§ ABOUT THIS TASK
Check every line of the data below for the word "backend". Copy the ones that have it.

┌──

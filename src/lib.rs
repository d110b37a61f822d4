// Copyright (c) 2025 Fabstir
// SPDX-License-Identifier: BUSL-1.1
pub mod backend;
pub mod config;
pub mod convergence;
pub mod detection;
pub mod logging;
pub mod redaction;
pub mod remote;
pub mod session;

// Re-export main types
pub use backend::{probe, Backend, CapabilitySource, OrtCapabilities};
pub use config::{ConvergenceConfig, DetectionConfig, RedactorConfig, RemoteConfig};
pub use convergence::{
    Evaluation, Evaluator, Iteration, LoopError, LoopOrchestrator, LoopSession, LoopState,
    LoopStatus, Planner, RemoteEvaluator, RemotePlanner, VisibleLeak,
};
pub use detection::{
    BoundingBox, Detection, DetectionError, DetectionOrchestrator, DetectionRun,
    DetectionStatus, DetectionType, DetectionUpdate,
};
pub use redaction::{
    validate_plan, PixelRedactor, PlannedRedaction, RedactionPlan, RedactionStyle,
};
pub use remote::{InferenceClient, RemoteError, RemoteErrorKind};
pub use session::{
    EditCommand, ImageStore, InMemoryHistory, InMemoryImageStore, KeyStore, MemoryKeyStore,
    RedactionApplier, UndoHistory,
};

└──

§ THE ANSWER
pub mod backend;
pub use backend::{probe, Backend, CapabilitySource, OrtCapabilities};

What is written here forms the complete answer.